Rath : (Ir. rath) circular hill fort protected by earthworks, used by the ancient Irish in the pre-Christian era as a retreat in time of danger. Some of the larger raths, such as that at Tara, were important in early Irish history and were used by chieftains or kings. Many raths remain throughout Ireland. The interior diameter can range from 50 to over 200 feet. The interior is sometimes sited on a natural or artificial mound. There may also be a souterrain, a subterranean room used probably for storage.

Barrow

Barrow : in archaeology, a burial mound. Earth and stone or timber are the usual construction materials; in parts of SE Asia stone and brick have entirely replaced earth. A barrow built primarily of stone is often called a cairn. Barrows occur in many parts of the world; they were built during the Neolithic period in Western Europe and in recent times in Buddhist countries. In European prehistory the characteristic barrows are either long or round. The long ones are from the Neolithic period and often contain several burial chambers. They may have been intended to simulate cave burials. The stone chambers were placed at one end of the mound and were approached by a passage, sometimes over 300 ft (90 m) in length. Round barrows, usually dating from the Bronze Age, normally contain a single burial. The round barrow was commonly bell shaped; another type had a low central mound that invariably contained cremated remains and was surrounded by a walled ditch or a circle of standing stones, usually about 150 ft (50 m) in diameter. Barrow building in Europe continued until the Christian era. Roman, Saxon, and Viking barrows are known, though such burials were apparently reserved for important personages. The erection of mounds over burials has been widespread. The round barrow or stupa of Asia is usually a shrine for relics of the Buddha.

Cromlech

Cromlech : (Welsh or Breton) crom, feminine of crwm, arched + llech, stone; =crooked stone, term that has changed in meaning from its original equivalent to dolmen. It later came to be used for a single standing stone and now usually refers to a circle of such stones; however, the term is used in this sense for such remains on the Continent, e.g., Britanny and Portugal, rather than for those on the British Isles.

Dolmen

Dolmen : n. A prehistoric megalith typically having two upright stones and a capstone [syn: cromlech, menhir]; French, from Breton *taolvean : *taol alteration (influenced by taol, table), of tol, key + men, stone.

Danaan, Tuatha De

Danaan, Tuatha Dé : Literally, “the people of the goddess Dana / Danu.” The gods and goddesses of the pre-Christian Irish who inhabited the land before the coming of the Milesian Gaels. Their history is chronicled in the Leabhar Gabhala Erenn (‘Book of Invasions’) and other ancient texts, as well as in oral folktales passed from generation to generation. When Christian monks started to write down the sagas, these gods and goddesses were demoted into heroes and heroines, although much remains to demonstrate their god-like abilities. Under their leader, Nuada of the Silver Hand, the Dé Danaan came to Ireland from an unknown northern country where they had four fabulous cities – Falias, Gorias, Finias, and Murias. In these great places they studied with learned sages. They became masters of the arts and sciences, both magical and mundane until they advanced to the point where they embodied the supernatural. They could go back and forth between the worlds at will, conjure weather, shape-shift, and they attained the utmost skills in poetry, magic, music, art, and weaponry. From each of the four cities the Tuatha Dé Danaan brought with them magical treasures : the Dagda’s Cauldron (‘Undry’), the magical Spear of Lugh, the Stone of Fal (Lia Fáil, Stone of Destiny – the Lia Fáil would roar its approval when a rightful leader was elected to take leadership), and the Sword of Nuada (Cliamh Solais, for it was the Sword of Light). They defeated the FirBolg (“bag men”) and then overcame the Fomorii.

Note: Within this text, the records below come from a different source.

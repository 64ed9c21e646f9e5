//! Builder de configuración.
//!
//! `ConfigBuilder::build` es una función pura de (esquema, input crudo,
//! contexto). Procesa el input en orden de declaración:
//! 1. overlays `pdk::`/`scl::` se funden al nivel superior sólo si su patrón
//!    calza con el valor activo del contexto; la precedencia entre overlay y
//!    declaración top-level es estrictamente por orden de declaración.
//! 2. `ref::` interpola exactamente una variable string ya resuelta.
//! 3. `dir::`/`glob::` anclan rutas al directorio de diseño; `glob::` expande
//!    no recursivamente y siempre produce lista; una ruta que escapa del
//!    directorio de diseño se resuelve literal, sin expansión.
//! 4. `expr::` evalúa aritmética sobre variables numéricas ya resueltas.
//! 5. Coerción contra el tipo declarado. Todas las violaciones del input
//!    completo se reportan juntas en un único error.

use indexmap::IndexMap;
use serde_json::Value as Json;
use std::path::{Component, Path, PathBuf};

use fab_domain::Value;

use crate::config::expr;
use crate::config::glob::glob_match;
use crate::config::raw::{DIRECTIVE_DIR, DIRECTIVE_EXPR, DIRECTIVE_GLOB, DIRECTIVE_REF, OVERLAY_PDK, OVERLAY_SCL};
use crate::config::{BuildContext, Config, ConfigSchema, RawConfig, VariableType};
use crate::errors::{ConfigError, Violation};

pub struct ConfigBuilder {
    schema: ConfigSchema,
    ctx: BuildContext,
}

impl ConfigBuilder {
    pub fn new(schema: ConfigSchema, ctx: BuildContext) -> Self {
        Self { schema, ctx }
    }

    /// Consume el input crudo y produce una configuración inmutable, o un
    /// único `ConfigError::Invalid` con todas las violaciones encontradas.
    pub fn build(&self, raw: RawConfig) -> Result<Config, ConfigError> {
        let mut violations: Vec<Violation> = Vec::new();
        let flattened = self.flatten_overlays(&raw, &mut violations);

        let mut resolved: IndexMap<String, Value> = IndexMap::new();
        for (name, raw_value) in &flattened {
            let Some(var) = self.schema.resolve_name(name) else {
                violations.push(Violation::new(name.clone(), "unknown variable"));
                continue;
            };
            if var.name != *name {
                log::warn!("'{}' is a compatibility alias of '{}'", name, var.name);
            }
            let mut errors: Vec<String> = Vec::new();
            let pre = self.preprocess(raw_value, &resolved, &mut errors);
            if !errors.is_empty() {
                violations.extend(errors.into_iter().map(|e| Violation::new(name.clone(), e)));
                continue;
            }
            match coerce(&pre, &var.kind) {
                Ok(value) => {
                    resolved.insert(var.name.clone(), value);
                }
                Err(detail) => {
                    violations.push(Violation::new(name.clone(), format!("expected {}: {detail}", var.kind)));
                }
            }
        }

        for var in self.schema.variables() {
            if resolved.contains_key(&var.name) {
                continue;
            }
            if let Some(default) = &var.default {
                resolved.insert(var.name.clone(), default.clone());
            } else if var.required {
                violations.push(Violation::new(var.name.clone(), "required variable missing"));
            }
        }

        if !violations.is_empty() {
            return Err(ConfigError::Invalid { violations });
        }
        log::debug!("configuration resolved: {} variable(s)", resolved.len());
        Ok(Config::new(resolved, self.ctx.clone()))
    }

    /// Paso 1: aplana overlays condicionales preservando el orden de
    /// declaración. `IndexMap::insert` conserva la posición de la primera
    /// aparición y sobrescribe el valor: el último escritor gana.
    fn flatten_overlays(&self, raw: &RawConfig, violations: &mut Vec<Violation>) -> IndexMap<String, Json> {
        let mut out: IndexMap<String, Json> = IndexMap::new();
        for (key, value) in raw.entries() {
            let overlay = if let Some(pattern) = key.strip_prefix(OVERLAY_PDK) {
                Some((pattern, self.ctx.pdk()))
            } else if let Some(pattern) = key.strip_prefix(OVERLAY_SCL) {
                Some((pattern, self.ctx.scl()))
            } else {
                None
            };
            match overlay {
                Some((pattern, active)) => {
                    let Some(map) = value.as_object() else {
                        violations.push(Violation::new(key.clone(), "overlay value must be an object"));
                        continue;
                    };
                    if glob_match(pattern, active) {
                        for (k, v) in map {
                            out.insert(k.clone(), v.clone());
                        }
                    } else {
                        log::debug!("overlay '{key}' skipped: '{pattern}' does not match '{active}'");
                    }
                }
                None => {
                    out.insert(key.clone(), value.clone());
                }
            }
        }
        out
    }

    /// Pasos 2–4: expansión recursiva de directivas codificadas en strings.
    /// Los errores se acumulan en `errors`; el valor devuelto sólo es
    /// significativo cuando `errors` queda vacío.
    fn preprocess(&self, value: &Json, resolved: &IndexMap<String, Value>, errors: &mut Vec<String>) -> Json {
        match value {
            Json::String(s) => {
                if let Some(rest) = s.strip_prefix(DIRECTIVE_REF) {
                    return self.resolve_ref(rest, resolved, errors);
                }
                if let Some(rest) = s.strip_prefix(DIRECTIVE_DIR) {
                    let anchored = normalize_lexical(&self.ctx.design_dir().join(rest));
                    return Json::String(anchored.display().to_string());
                }
                if let Some(rest) = s.strip_prefix(DIRECTIVE_GLOB) {
                    return self.expand_glob(rest);
                }
                if let Some(rest) = s.strip_prefix(DIRECTIVE_EXPR) {
                    let lookup = |name: &str| resolved.get(name).and_then(Value::as_number);
                    return match expr::evaluate(rest, &lookup) {
                        Ok(n) => serde_json::json!(n),
                        Err(e) => {
                            errors.push(e.to_string());
                            value.clone()
                        }
                    };
                }
                value.clone()
            }
            Json::Array(items) => {
                Json::Array(items.iter().map(|v| self.preprocess(v, resolved, errors)).collect())
            }
            Json::Object(map) => {
                let mut out = serde_json::Map::new();
                for (k, v) in map {
                    out.insert(k.clone(), self.preprocess(v, resolved, errors));
                }
                Json::Object(out)
            }
            _ => value.clone(),
        }
    }

    /// `ref::`: exactamente una ocurrencia `$NAME`, que debe nombrar una
    /// variable string resuelta antes en el orden de declaración.
    fn resolve_ref(&self, rest: &str, resolved: &IndexMap<String, Value>, errors: &mut Vec<String>) -> Json {
        let refs = scan_references(rest);
        let name = match refs.as_slice() {
            [single] => single,
            [] => {
                errors.push("ref:: value contains no '$VARIABLE' reference".to_string());
                return Json::String(rest.to_string());
            }
            _ => {
                errors.push(format!("ref:: value must reference exactly one variable, found {}", refs.len()));
                return Json::String(rest.to_string());
            }
        };
        match resolved.get(name.as_str()) {
            Some(Value::String(s)) => Json::String(rest.replacen(&format!("${name}"), s, 1)),
            Some(other) => {
                errors.push(format!("'${name}' does not reference a string variable (found {other})"));
                Json::String(rest.to_string())
            }
            None => {
                errors.push(format!("'${name}' references an unknown or not-yet-resolved variable"));
                Json::String(rest.to_string())
            }
        }
    }

    /// `glob::`: expansión no recursiva bajo el directorio de diseño, lista
    /// ordenada. Fuera del directorio de diseño la ruta se devuelve literal.
    fn expand_glob(&self, rest: &str) -> Json {
        let root = normalize_lexical(self.ctx.design_dir());
        let anchored = normalize_lexical(&self.ctx.design_dir().join(rest));
        if !anchored.starts_with(&root) {
            log::warn!("glob target '{}' escapes the design directory; resolving literally", rest);
            return Json::String(anchored.display().to_string());
        }
        let (parent, pattern) = match (anchored.parent(), anchored.file_name()) {
            (Some(p), Some(f)) => (p.to_path_buf(), f.to_string_lossy().into_owned()),
            _ => (root, "*".to_string()),
        };
        let mut matches: Vec<String> = Vec::new();
        match std::fs::read_dir(&parent) {
            Ok(entries) => {
                for entry in entries.flatten() {
                    let file_name = entry.file_name().to_string_lossy().into_owned();
                    if glob_match(&pattern, &file_name) {
                        matches.push(parent.join(file_name).display().to_string());
                    }
                }
                matches.sort();
            }
            Err(e) => {
                log::warn!("glob '{rest}': cannot read {}: {e}", parent.display());
            }
        }
        Json::Array(matches.into_iter().map(Json::String).collect())
    }
}

/// Ocurrencias `$IDENT` dentro de un valor `ref::`.
fn scan_references(text: &str) -> Vec<String> {
    let chars: Vec<char> = text.chars().collect();
    let mut refs = Vec::new();
    let mut i = 0;
    while i < chars.len() {
        if chars[i] == '$' {
            let start = i + 1;
            let mut end = start;
            while end < chars.len() && (chars[end].is_ascii_alphanumeric() || chars[end] == '_') {
                end += 1;
            }
            if end > start {
                refs.push(chars[start..end].iter().collect());
            }
            i = end;
        } else {
            i += 1;
        }
    }
    refs
}

/// Normalización léxica (`.` y `..`), sin tocar el filesystem.
fn normalize_lexical(path: &Path) -> PathBuf {
    let mut out = PathBuf::new();
    for comp in path.components() {
        match comp {
            Component::CurDir => {}
            Component::ParentDir => {
                if !out.pop() {
                    out.push("..");
                }
            }
            other => out.push(other.as_os_str()),
        }
    }
    out
}

/// Paso 5: coerción de un JSON preprocesado contra el tipo declarado.
fn coerce(value: &Json, kind: &VariableType) -> Result<Value, String> {
    match kind {
        VariableType::String => match value {
            Json::String(s) => Ok(Value::String(s.clone())),
            Json::Number(n) => Ok(Value::String(render_number(n))),
            other => Err(describe_json(other)),
        },
        VariableType::Number => match value {
            Json::Number(n) => n.as_f64().map(Value::Number).ok_or_else(|| "number out of range".to_string()),
            Json::String(s) => s.trim()
                                .parse::<f64>()
                                .map(Value::Number)
                                .map_err(|_| format!("'{s}' is not a number")),
            other => Err(describe_json(other)),
        },
        VariableType::Bool => match value {
            Json::Bool(b) => Ok(Value::Bool(*b)),
            Json::String(s) => match s.to_ascii_lowercase().as_str() {
                "true" | "1" => Ok(Value::Bool(true)),
                "false" | "0" => Ok(Value::Bool(false)),
                _ => Err(format!("'{s}' is not a boolean")),
            },
            Json::Number(n) => match n.as_f64() {
                Some(f) if f == 1.0 => Ok(Value::Bool(true)),
                Some(f) if f == 0.0 => Ok(Value::Bool(false)),
                _ => Err("only 0/1 coerce to boolean".to_string()),
            },
            other => Err(describe_json(other)),
        },
        VariableType::Enum(choices) => match value {
            Json::String(s) if choices.iter().any(|c| c == s) => Ok(Value::String(s.clone())),
            Json::String(s) => Err(format!("'{s}' is not one of [{}]", choices.join(", "))),
            other => Err(describe_json(other)),
        },
        VariableType::Path => match value {
            Json::String(s) => Ok(Value::Path(PathBuf::from(s))),
            other => Err(describe_json(other)),
        },
        VariableType::List(inner) => match value {
            Json::Array(items) => {
                let mut out = Vec::with_capacity(items.len());
                for item in items {
                    out.push(coerce(item, inner)?);
                }
                Ok(Value::List(out))
            }
            Json::Null => Err("null is not a value".to_string()),
            // un escalar se promueve a lista de un elemento
            scalar => Ok(Value::List(vec![coerce(scalar, inner)?])),
        },
        VariableType::Dict(inner) => match value {
            Json::Object(map) => {
                let mut out = IndexMap::new();
                for (k, v) in map {
                    out.insert(k.clone(), coerce(v, inner)?);
                }
                Ok(Value::Dict(out))
            }
            other => Err(describe_json(other)),
        },
    }
}

fn render_number(n: &serde_json::Number) -> String {
    match n.as_f64() {
        Some(f) if f.fract() == 0.0 && f.abs() < 9e15 => format!("{}", f as i64),
        Some(f) => format!("{f}"),
        None => n.to_string(),
    }
}

fn describe_json(value: &Json) -> String {
    match value {
        Json::Null => "found null".to_string(),
        Json::Bool(_) => "found a boolean".to_string(),
        Json::Number(_) => "found a number".to_string(),
        Json::String(s) => format!("found string '{s}'"),
        Json::Array(_) => "found a list".to_string(),
        Json::Object(_) => "found an object".to_string(),
    }
}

This is not to say that they were without vice. All human passion was experienced by them. Eventually, they were overcome by the Milesian Gaels, with whom in some texts they are also related and are regarded as the Ancestors of the Gaels. The Milesians drove them underground. The gods and goddesses of the Dé Danaan were common to all Celtic peoples : their names are cognate with many deities who appear in the Welsh myths. As they were pushed underground, they were demoted in the eyes of the people and became Faeries.

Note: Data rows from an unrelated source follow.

//! Pruebas del builder de configuración: overlays, referencias, rutas,
//! expresiones y validación atómica.

use serde_json::json;
use std::path::Path;

use fab_core::{BuildContext, ConfigBuilder, ConfigError, ConfigSchema, RawConfig, Variable, VariableType};
use fab_domain::Value;

fn schema_with(vars: Vec<Variable>) -> ConfigSchema {
    let mut schema = ConfigSchema::new();
    schema.extend("test", vars).unwrap();
    schema
}

fn ctx(design_dir: &Path) -> BuildContext {
    BuildContext::new(design_dir, "sky130A", "sky130_fd_sc_hd")
}

fn raw(value: serde_json::Value) -> RawConfig {
    RawConfig::from_value(value, Path::new("<test>")).unwrap()
}

#[test]
fn overlay_then_top_level_resolves_to_top_level() {
    let schema = schema_with(vec![Variable::new("A", VariableType::Number)]);
    let builder = ConfigBuilder::new(schema, ctx(Path::new("/designs/spm")));
    let cfg = builder.build(raw(json!({"pdk::sky130*": {"A": 40}, "A": 4}))).unwrap();
    assert_eq!(cfg.number("A"), Some(4.0));
}

#[test]
fn top_level_then_overlay_resolves_to_overlay() {
    let schema = schema_with(vec![Variable::new("A", VariableType::Number)]);
    let builder = ConfigBuilder::new(schema, ctx(Path::new("/designs/spm")));
    let cfg = builder.build(raw(json!({"A": 4, "pdk::sky130*": {"A": 40}}))).unwrap();
    assert_eq!(cfg.number("A"), Some(40.0));
}

#[test]
fn non_matching_overlay_is_dropped() {
    let schema = schema_with(vec![Variable::new("A", VariableType::Number)]);
    let builder = ConfigBuilder::new(schema, ctx(Path::new("/designs/spm")));
    let cfg = builder.build(raw(json!({"A": 4, "pdk::gf180*": {"A": 40}}))).unwrap();
    assert_eq!(cfg.number("A"), Some(4.0));
}

#[test]
fn scl_overlay_matches_the_library_context() {
    let schema = schema_with(vec![Variable::new("CELL_PAD", VariableType::Number)]);
    let builder = ConfigBuilder::new(schema, ctx(Path::new("/designs/spm")));
    let cfg = builder.build(raw(json!({
        "CELL_PAD": 2,
        "scl::sky130_fd_sc_h?": {"CELL_PAD": 4},
    })))
                     .unwrap();
    assert_eq!(cfg.number("CELL_PAD"), Some(4.0));
}

#[test]
fn cross_reference_resolves_backwards_only() {
    let schema = schema_with(vec![Variable::new("A", VariableType::String),
                                  Variable::new("B", VariableType::String)]);
    let builder = ConfigBuilder::new(schema.clone(), ctx(Path::new("/designs/spm")));

    let ok = builder.build(raw(json!({"B": "vdd gnd", "A": "ref::$B"}))).unwrap();
    assert_eq!(ok.str("A"), Some("vdd gnd"));

    let builder = ConfigBuilder::new(schema, ctx(Path::new("/designs/spm")));
    let err = builder.build(raw(json!({"A": "ref::$B", "B": "vdd gnd"}))).unwrap_err();
    let ConfigError::Invalid { violations } = err else { panic!("expected Invalid") };
    assert_eq!(violations.len(), 1);
    assert_eq!(violations[0].variable, "A");
    assert!(violations[0].message.contains("$B"));
}

#[test]
fn cross_reference_interpolates_inside_text() {
    let schema = schema_with(vec![Variable::new("POWER", VariableType::String),
                                  Variable::new("PINS", VariableType::String)]);
    let builder = ConfigBuilder::new(schema, ctx(Path::new("/designs/spm")));
    let cfg = builder.build(raw(json!({"POWER": "vdd", "PINS": "ref::$POWER gnd clk"}))).unwrap();
    assert_eq!(cfg.str("PINS"), Some("vdd gnd clk"));
}

#[test]
fn dir_shorthand_anchors_to_the_design_directory() {
    let schema = schema_with(vec![Variable::new("PIN_CFG", VariableType::Path)]);
    let builder = ConfigBuilder::new(schema, ctx(Path::new("/designs/spm")));
    let cfg = builder.build(raw(json!({"PIN_CFG": "dir::pin_order.cfg"}))).unwrap();
    assert_eq!(cfg.path("PIN_CFG"), Some(Path::new("/designs/spm/pin_order.cfg")));
}

#[test]
fn glob_shorthand_yields_a_sorted_list() {
    let design = tempfile::tempdir().unwrap();
    std::fs::create_dir(design.path().join("src")).unwrap();
    std::fs::write(design.path().join("src/b.v"), "").unwrap();
    std::fs::write(design.path().join("src/a.v"), "").unwrap();
    std::fs::write(design.path().join("src/notes.md"), "").unwrap();

    let schema = schema_with(vec![Variable::new("VERILOG_FILES", VariableType::List(Box::new(VariableType::Path)))]);
    let builder = ConfigBuilder::new(schema, ctx(design.path()));
    let cfg = builder.build(raw(json!({"VERILOG_FILES": "glob::src/*.v"}))).unwrap();

    let files = cfg.paths("VERILOG_FILES").unwrap();
    assert_eq!(files.len(), 2);
    assert!(files[0].ends_with("src/a.v"));
    assert!(files[1].ends_with("src/b.v"));
}

#[test]
fn glob_escaping_the_design_dir_resolves_literally() {
    let design = tempfile::tempdir().unwrap();
    let schema = schema_with(vec![Variable::new("EXTRA", VariableType::List(Box::new(VariableType::Path)))]);
    let builder = ConfigBuilder::new(schema, ctx(design.path()));
    let cfg = builder.build(raw(json!({"EXTRA": "glob::../elsewhere/*.lef"}))).unwrap();

    // sin expansión: una sola ruta literal, promovida a lista
    let paths = cfg.paths("EXTRA").unwrap();
    assert_eq!(paths.len(), 1);
    assert!(paths[0].ends_with("elsewhere/*.lef"));
}

#[test]
fn expressions_use_previously_resolved_numbers() {
    let schema = schema_with(vec![Variable::new("CLOCK_PERIOD", VariableType::Number),
                                  Variable::new("CTS_TARGET_SKEW", VariableType::Number)]);
    let builder = ConfigBuilder::new(schema, ctx(Path::new("/designs/spm")));
    let cfg = builder.build(raw(json!({
        "CLOCK_PERIOD": 10,
        "CTS_TARGET_SKEW": "expr::$CLOCK_PERIOD * 0.2 + 1",
    })))
                     .unwrap();
    assert_eq!(cfg.number("CTS_TARGET_SKEW"), Some(3.0));
}

#[test]
fn expression_forward_reference_is_a_hard_error() {
    let schema = schema_with(vec![Variable::new("CLOCK_PERIOD", VariableType::Number),
                                  Variable::new("CTS_TARGET_SKEW", VariableType::Number)]);
    let builder = ConfigBuilder::new(schema, ctx(Path::new("/designs/spm")));
    let err = builder.build(raw(json!({
        "CTS_TARGET_SKEW": "expr::$CLOCK_PERIOD * 0.2",
        "CLOCK_PERIOD": 10,
    })))
                     .unwrap_err();
    let ConfigError::Invalid { violations } = err else { panic!("expected Invalid") };
    assert_eq!(violations[0].variable, "CTS_TARGET_SKEW");
}

#[test]
fn all_violations_are_batched_into_one_error() {
    let schema = schema_with(vec![Variable::new("CLOCK_PERIOD", VariableType::Number).required(),
                                  Variable::new("STRATEGY", VariableType::Enum(vec!["AREA 0".to_string(),
                                                                                    "DELAY 0".to_string()]))]);
    let builder = ConfigBuilder::new(schema, ctx(Path::new("/designs/spm")));
    // tres violaciones independientes: enum inválido, variable desconocida y
    // requerida ausente
    let err = builder.build(raw(json!({
        "STRATEGY": "FAST",
        "TYPO_VARIABLE": 1,
    })))
                     .unwrap_err();
    let ConfigError::Invalid { violations } = err else { panic!("expected Invalid") };
    assert_eq!(violations.len(), 3);
    let vars: Vec<&str> = violations.iter().map(|v| v.variable.as_str()).collect();
    assert!(vars.contains(&"STRATEGY"));
    assert!(vars.contains(&"TYPO_VARIABLE"));
    assert!(vars.contains(&"CLOCK_PERIOD"));
}

#[test]
fn defaults_fill_missing_optionals() {
    let schema = schema_with(vec![Variable::new("PL_TARGET_DENSITY", VariableType::Number).with_default(0.5)]);
    let builder = ConfigBuilder::new(schema, ctx(Path::new("/designs/spm")));
    let cfg = builder.build(raw(json!({}))).unwrap();
    assert_eq!(cfg.number("PL_TARGET_DENSITY"), Some(0.5));
}

#[test]
fn aliases_map_to_the_canonical_name() {
    let schema = schema_with(vec![Variable::new("SYNTH_STRATEGY", VariableType::String).with_alias("STRATEGY")]);
    let builder = ConfigBuilder::new(schema, ctx(Path::new("/designs/spm")));
    let cfg = builder.build(raw(json!({"STRATEGY": "AREA 0"}))).unwrap();
    assert_eq!(cfg.str("SYNTH_STRATEGY"), Some("AREA 0"));
    assert!(cfg.get("STRATEGY").is_none());
}

#[test]
fn scalars_promote_to_singleton_lists() {
    let schema = schema_with(vec![Variable::new("SDC_FILES", VariableType::List(Box::new(VariableType::Path)))]);
    let builder = ConfigBuilder::new(schema, ctx(Path::new("/designs/spm")));
    let cfg = builder.build(raw(json!({"SDC_FILES": "base.sdc"}))).unwrap();
    assert_eq!(cfg.paths("SDC_FILES").unwrap().len(), 1);
}

#[test]
fn numeric_strings_coerce_and_garbage_does_not() {
    let schema = schema_with(vec![Variable::new("CLOCK_PERIOD", VariableType::Number)]);
    let builder = ConfigBuilder::new(schema.clone(), ctx(Path::new("/designs/spm")));
    let cfg = builder.build(raw(json!({"CLOCK_PERIOD": "12.5"}))).unwrap();
    assert_eq!(cfg.number("CLOCK_PERIOD"), Some(12.5));

    let builder = ConfigBuilder::new(schema, ctx(Path::new("/designs/spm")));
    let err = builder.build(raw(json!({"CLOCK_PERIOD": "fast"}))).unwrap_err();
    assert!(matches!(err, ConfigError::Invalid { .. }));
}

#[test]
fn nested_dict_values_are_typed() {
    let schema = schema_with(vec![Variable::new("CORNER_LIBS",
                                                VariableType::Dict(Box::new(VariableType::Path)))]);
    let builder = ConfigBuilder::new(schema, ctx(Path::new("/designs/spm")));
    let cfg = builder.build(raw(json!({"CORNER_LIBS": {"nom": "dir::lib/nom.lib", "max": "dir::lib/max.lib"}})))
                     .unwrap();
    let dict = cfg.get("CORNER_LIBS").unwrap().as_dict().unwrap();
    assert_eq!(dict.get("nom").unwrap(),
               &Value::Path("/designs/spm/lib/nom.lib".into()));
}

#[test]
fn identical_inputs_build_identical_configurations() {
    let schema = schema_with(vec![Variable::new("A", VariableType::Number),
                                  Variable::new("B", VariableType::String)]);
    let input = json!({"A": 4, "B": "x", "pdk::sky130*": {"A": 40}});
    let one = ConfigBuilder::new(schema.clone(), ctx(Path::new("/d"))).build(raw(input.clone())).unwrap();
    let two = ConfigBuilder::new(schema, ctx(Path::new("/d"))).build(raw(input)).unwrap();
    assert_eq!(one, two);
    assert_eq!(one.fingerprint(), two.fingerprint());
    assert_eq!(serde_json::to_string(&one.to_json()).unwrap(),
               serde_json::to_string(&two.to_json()).unwrap());
}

Dagda, the Good God, was their greatest and wisest ruler when the Milesian Gaels arrived. His daughter Brigit was the patroness of craftsmen and poets and came to be loved by the people of Ireland. Lugh was worshipped as a Sun God, and Badb, Macha, and Morrigan as triple War Goddesses. The triple goddesses would shape-shift and appear as old crones at times, and often as young maidens, as well. They (and some of the other goddesses) would take the form of crows or ravens, and fly over battle fields, goading the warriors into a frenzy. Many other of the Dé Danaans became well known in various Celtic legends, and were known as gods and goddesses and Ancestors. Whether they were or were not in fact deities, what the old texts tell us is that they were god-like beings (something between deities and humans), and were the basis for the Irish Faerie race. Many of them intermarried with humans. In fact, it is believed that almost all of the main clanns in Ireland were descended from the Tuatha Dé Danaan somewhere along their family lines, and many of the great genealogies of these clanns show direct lineage from the Danaans. Known as the Fair Folk, Good Neighbors, Little People, fae, elves, and a whole host of other names, there are numerous faeries of all types and descriptions all over the world today. (more…)

Names of Ireland

Source: Part 11 of The History of Ireland (BOOK I-II) by Geoffrey Keating.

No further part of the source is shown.